The two sides of this debate are taken up by the KETZOS HA'CHOSHEN and the NESIVOS HA'MISHPAT (CM 55:1). The Nesivos assumes the first of the two alternatives, while the Ketzos prefers the second side of the argument. (The Gemara in Erchin 31a lends strong support to the first interpretation, that no new "repurchasing" has taken place, for the Gemara there asserts that when the seller repays the purchaser and takes back his house, it is as if he had taken a one-year loan of money from the purchaser. The Gemara explains that had the Torah not specifically allowed it, it would have been forbidden for the purchaser to be given sole use of the house during that year, due to the prohibition of taking Ribis (interest), since he would be benefiting from the seller's possessions in return for the loan that he gave. However, the RASHBA here (75a, DH Temiyah) seems to clearly favor the other approach -- that the sale is final and that the seller "buys" back his house upon giving its value to the purchaser. He infers this from the fact that the verse refers to the transaction as a "sale," "v'Chi *Yimkor*..." (Vayikra 25:29)).

The Rogatchover Ga'on follows this line of reasoning to its logical conclusion. We explained that according to the second opinion quoted above (that of the Ketzos), the original sale of the house is never annulled. Therefore, in order to receive his house back, the original owner must (a) return the money that he received from the buyer and (b) make the house his property once again through a new, bona fide act of Kinyan.

Now, putting the money in the designated office against the will of the buyer may suffice for "giving" back the money to the buyer (condition (a)), since giving forcefully is classified as "giving." However, based on the Rashba's premise, the money does not come into the possession of the purchaser of the house.
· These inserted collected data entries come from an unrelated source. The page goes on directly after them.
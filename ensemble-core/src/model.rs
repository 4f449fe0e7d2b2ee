//! Capability contract between an ensemble and its sub-models.
//!
//! A sub-model implements [`Model`] (which requires [`Validatable`]) and, if
//! it can be persisted, exposes [`Persistable`] through
//! [`Model::as_persistable`]. Capabilities are looked up when an aggregate
//! operation needs them, so a slot may hold a model lacking persistence
//! until `save` is actually called.

use std::any::{Any, TypeId};
use std::cell::{Ref, RefCell, RefMut};
use std::fmt;
use std::rc::Rc;

use crate::error::ReferenceError;
use crate::types::SlotName;

/// Type-erasure helper, implemented for every `'static` type.
pub trait AsAny: Any {
    fn as_any(&self) -> &dyn Any;
    fn as_any_mut(&mut self) -> &mut dyn Any;
    /// Name of the concrete type behind a trait object.
    fn type_name(&self) -> &'static str;
}

impl<T: Any> AsAny for T {
    fn as_any(&self) -> &dyn Any {
        self
    }

    fn as_any_mut(&mut self) -> &mut dyn Any {
        self
    }

    fn type_name(&self) -> &'static str {
        std::any::type_name::<T>()
    }
}

/// Validation capability.
pub trait Validatable {
    /// Run validations under an optional context (e.g. `"create"`).
    ///
    /// May record errors on the model as a side effect.
    fn is_valid(&mut self, context: Option<&str>) -> bool;
}

/// Persistence capability.
pub trait Persistable {
    /// Persist the model, returning `false` on failure.
    fn save(&mut self) -> bool;
}

/// A sub-model that can occupy a slot.
pub trait Model: Validatable + AsAny + fmt::Debug {
    /// Point the reference field `name` at `target`.
    ///
    /// Called once per declared dependency edge after every slot is built.
    /// Models without such a field keep the default, which rejects it.
    fn set_reference(&mut self, name: &SlotName, target: ModelRef) -> Result<(), ReferenceError> {
        let _ = target;
        Err(ReferenceError::new(name))
    }

    /// Drop every reference set through [`set_reference`](Self::set_reference).
    ///
    /// Called for each slot when its ensemble is dropped, so that cyclic
    /// wiring (self-edges, longer cycles) does not keep the models alive.
    /// Models holding references must override it.
    fn clear_references(&mut self) {}

    fn as_persistable(&mut self) -> Option<&mut dyn Persistable> {
        None
    }
}

// ---------------------------------------------------------------------------
// ModelRef
// ---------------------------------------------------------------------------

/// Shared handle to a sub-model.
///
/// The ensemble owns one handle per slot; dependency wiring hands clones of
/// the same handle to referencing models, so equality is identity.
#[derive(Clone)]
pub struct ModelRef(Rc<RefCell<dyn Model>>);

impl ModelRef {
    pub fn new<T: Model>(model: T) -> Self {
        Self(Rc::new(RefCell::new(model)))
    }

    /// Immutably borrow the model. Panics if it is mutably borrowed.
    pub fn borrow(&self) -> Ref<'_, dyn Model> {
        self.0.borrow()
    }

    /// Mutably borrow the model. Panics if it is already borrowed.
    pub fn borrow_mut(&self) -> RefMut<'_, dyn Model> {
        self.0.borrow_mut()
    }

    pub fn try_borrow(&self) -> Option<Ref<'_, dyn Model>> {
        self.0.try_borrow().ok()
    }

    pub fn try_borrow_mut(&self) -> Option<RefMut<'_, dyn Model>> {
        self.0.try_borrow_mut().ok()
    }

    /// Borrow as the concrete type `T`, or `None` if the model is another type.
    pub fn downcast_ref<T: Model>(&self) -> Option<Ref<'_, T>> {
        Ref::filter_map(self.0.borrow(), |m: &dyn Model| m.as_any().downcast_ref::<T>()).ok()
    }

    /// Like [`downcast_ref`](Self::downcast_ref), but `None` instead of a
    /// panic while the model is mutably borrowed.
    pub fn try_downcast_ref<T: Model>(&self) -> Option<Ref<'_, T>> {
        let guard = self.0.try_borrow().ok()?;
        Ref::filter_map(guard, |m: &dyn Model| m.as_any().downcast_ref::<T>()).ok()
    }

    /// Mutably borrow as the concrete type `T`.
    pub fn downcast_mut<T: Model>(&self) -> Option<RefMut<'_, T>> {
        RefMut::filter_map(self.0.borrow_mut(), |m: &mut dyn Model| {
            m.as_any_mut().downcast_mut::<T>()
        })
        .ok()
    }

    pub fn is<T: Model>(&self) -> bool {
        self.model_type_id() == TypeId::of::<T>()
    }

    pub fn model_type_id(&self) -> TypeId {
        let guard = self.0.borrow();
        let model: &dyn Model = &*guard;
        model.as_any().type_id()
    }

    pub fn type_name(&self) -> &'static str {
        let guard = self.0.borrow();
        let model: &dyn Model = &*guard;
        model.type_name()
    }

    /// True when both handles point at the same sub-model.
    pub fn ptr_eq(&self, other: &ModelRef) -> bool {
        Rc::ptr_eq(&self.0, &other.0)
    }
}

impl PartialEq for ModelRef {
    fn eq(&self, other: &Self) -> bool {
        self.ptr_eq(other)
    }
}

impl Eq for ModelRef {}

impl fmt::Debug for ModelRef {
    fn fmt(&self, f: &mut fmt::Formatter<'_>) -> fmt::Result {
        match self.0.try_borrow() {
            Ok(model) => f.debug_tuple("ModelRef").field(&&*model).finish(),
            Err(_) => f.write_str("ModelRef(<borrowed>)"),
        }
    }
}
Therefore, the payment cannot constitute a proper Kinyan of "payment of money" to allow the original owner to regain acquisition of the property (condition (b))! In order for this Kinyan to work, the money must be *received* by the seller, and not just made available to him. Only when one party *receives* the money does the other party receive the land in return.
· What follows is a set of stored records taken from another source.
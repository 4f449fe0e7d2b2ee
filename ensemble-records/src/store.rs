//! File-backed record store.
//!
//! # Storage layout
//!
//! ```text
//! <root>/                      (default: ~/.ensemble/store)
//!   <aggregate>/
//!     <slot>/
//!       <id>.json              (one document per record: mode 0600)
//! ```
//!
//! Ids are allocated per slot as `max(existing) + 1`, starting at 1.
//! Writes go to a `.json.tmp` sibling first and are then renamed over the
//! target, so a crashed write never leaves a truncated record behind.

use std::collections::BTreeMap;
use std::path::{Component, Path, PathBuf};

use chrono::{DateTime, Utc};
use ensemble_core::{Attributes, SlotName};
use serde::{Deserialize, Serialize};

use crate::error::{io_err, StoreError};

/// On-disk record document.
#[derive(Debug, Clone, PartialEq, Serialize, Deserialize)]
pub struct StoredRecord {
    pub id: u64,
    pub slot: SlotName,
    pub attributes: Attributes,
    /// `<reference>_id` → id of the referenced record, `None` if it was
    /// unsaved when this one was written.
    #[serde(default)]
    pub links: BTreeMap<String, Option<u64>>,
    pub saved_at: DateTime<Utc>,
}

/// Root directory holding records of every aggregate.
#[derive(Debug, Clone, PartialEq, Eq)]
pub struct RecordStore {
    root: PathBuf,
}

impl RecordStore {
    pub fn new(root: impl Into<PathBuf>) -> Self {
        Self { root: root.into() }
    }

    /// `<home>/.ensemble/store`
    pub fn at_home(home: &Path) -> Self {
        Self::new(home.join(".ensemble").join("store"))
    }

    /// Store under the user's home directory (uses `dirs::home_dir()`).
    pub fn open_default() -> Result<Self, StoreError> {
        dirs::home_dir()
            .map(|home| Self::at_home(&home))
            .ok_or(StoreError::HomeNotFound)
    }

    pub fn root(&self) -> &Path {
        &self.root
    }

    /// `<root>/<aggregate>/<slot>/`: pure, no I/O.
    ///
    /// Both names must be single path components (see [`is_path_component`]),
    /// so the result always lies under the root.
    pub fn slot_dir(&self, aggregate: &str, slot: &SlotName) -> Result<PathBuf, StoreError> {
        for name in [aggregate, slot.as_str()] {
            if !is_path_component(name) {
                return Err(StoreError::InvalidName {
                    name: name.to_owned(),
                });
            }
        }
        Ok(self.root.join(aggregate).join(slot.as_str()))
    }

    /// `<root>/<aggregate>/<slot>/<id>.json`: pure, no I/O.
    pub fn record_path(
        &self,
        aggregate: &str,
        slot: &SlotName,
        id: u64,
    ) -> Result<PathBuf, StoreError> {
        Ok(self.slot_dir(aggregate, slot)?.join(format!("{id}.json")))
    }

    /// Ids of all records stored for `slot`, sorted ascending.
    pub fn list(&self, aggregate: &str, slot: &SlotName) -> Result<Vec<u64>, StoreError> {
        let dir = self.slot_dir(aggregate, slot)?;
        if !dir.exists() {
            return Ok(vec![]);
        }
        let mut ids: Vec<u64> = std::fs::read_dir(&dir)
            .map_err(|e| io_err(&dir, e))?
            .filter_map(|e| e.ok())
            .filter_map(|e| {
                let name = e.file_name().to_string_lossy().into_owned();
                name.strip_suffix(".json")?.parse::<u64>().ok()
            })
            .collect();
        ids.sort_unstable();
        Ok(ids)
    }

    pub fn next_id(&self, aggregate: &str, slot: &SlotName) -> Result<u64, StoreError> {
        let last = self.list(aggregate, slot)?.last().copied().unwrap_or(0);
        Ok(last + 1)
    }

    /// Atomically write `record`, replacing any previous version.
    ///
    /// Write flow: serialize → `.json.tmp` sibling → `chmod 0600` → `rename`.
    pub fn write(&self, aggregate: &str, record: &StoredRecord) -> Result<PathBuf, StoreError> {
        let dir = self.slot_dir(aggregate, &record.slot)?;
        if !dir.exists() {
            std::fs::create_dir_all(&dir).map_err(|e| io_err(&dir, e))?;
            set_dir_permissions(&dir)?;
        }

        let path = self.record_path(aggregate, &record.slot, record.id)?;
        let tmp = path.with_file_name(format!("{}.json.tmp", record.id));
        let json = serde_json::to_string_pretty(record).map_err(|source| StoreError::Json {
            path: path.clone(),
            source,
        })?;

        std::fs::write(&tmp, json).map_err(|e| io_err(&tmp, e))?;
        set_file_permissions(&tmp)?;
        if let Err(e) = std::fs::rename(&tmp, &path) {
            let _ = std::fs::remove_file(&tmp);
            return Err(io_err(&path, e));
        }

        tracing::debug!(path = %path.display(), "wrote record");
        Ok(path)
    }

    /// Load a single record.
    ///
    /// Returns `StoreError::NotFound` if absent, `StoreError::Json` if the
    /// document is malformed.
    pub fn load(&self, aggregate: &str, slot: &SlotName, id: u64) -> Result<StoredRecord, StoreError> {
        let path = self.record_path(aggregate, slot, id)?;
        if !path.exists() {
            return Err(StoreError::NotFound { path });
        }
        let contents = std::fs::read_to_string(&path).map_err(|e| io_err(&path, e))?;
        serde_json::from_str(&contents).map_err(|source| StoreError::Json { path, source })
    }
}

/// True when `name` is exactly one normal path component: non-empty, not
/// `.` or `..`, no separator, no root or drive prefix.
pub fn is_path_component(name: &str) -> bool {
    let mut components = Path::new(name).components();
    matches!(
        (components.next(), components.next()),
        (Some(Component::Normal(first)), None) if first == name
    )
}

// ---------------------------------------------------------------------------
// Private helpers
// ---------------------------------------------------------------------------

#[cfg(unix)]
fn set_dir_permissions(path: &Path) -> Result<(), StoreError> {
    use std::os::unix::fs::PermissionsExt;
    std::fs::set_permissions(path, std::fs::Permissions::from_mode(0o700))
        .map_err(|e| io_err(path, e))
}
#[cfg(not(unix))]
fn set_dir_permissions(_path: &Path) -> Result<(), StoreError> {
    Ok(())
}

#[cfg(unix)]
fn set_file_permissions(path: &Path) -> Result<(), StoreError> {
    use std::os::unix::fs::PermissionsExt;
    std::fs::set_permissions(path, std::fs::Permissions::from_mode(0o600))
        .map_err(|e| io_err(path, e))
}
#[cfg(not(unix))]
fn set_file_permissions(_path: &Path) -> Result<(), StoreError> {
    Ok(())
}

// ---------------------------------------------------------------------------
// Unit tests
// ---------------------------------------------------------------------------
Hence, in order for the original owner to get his house back, he must still perform a legal act of acquisition on that property before the year's end. Until he performs that act of Kinyan, the house will not become legally his again. The Kinyanim of "payment," "barter," and "transferal of deed" are obviously not operable in this case, since the other party in the sale is unwilling to cooperate. The only option left is for the original owner to make a Kinyan of Chazakah on his house -- by making an improvement or change in the state of the property. The Mishnah (Bava Basra 42a) describes the classical Chazakah as "locking up a door or breaking down a locked door."

This is what the Mishnah means when it states that the process by which the original owner gets his house back is not complete with just depositing the money; he must also "break down the door" to his house. He must *break down the door* in order to make a Kinyan of Chazakah on the house. Only by making a formal act of acquisition (Kinyan) before the year's end will the house return to his possession!

(TZOFNAS PA'ANEACH, Kuntrus Hashlamah page 4; see also Ishim v'Shitos by Ha'Rav Zevin, in the section describing the insights of the Rogatchover Ga'on, 2:15. The same explanation was suggested by the BRISKER RAV (cited by Rav Shmuel Rozovsky in his Shi'urim on Kesuvos 3a) and the EINEI SHMUEL on Erchin.)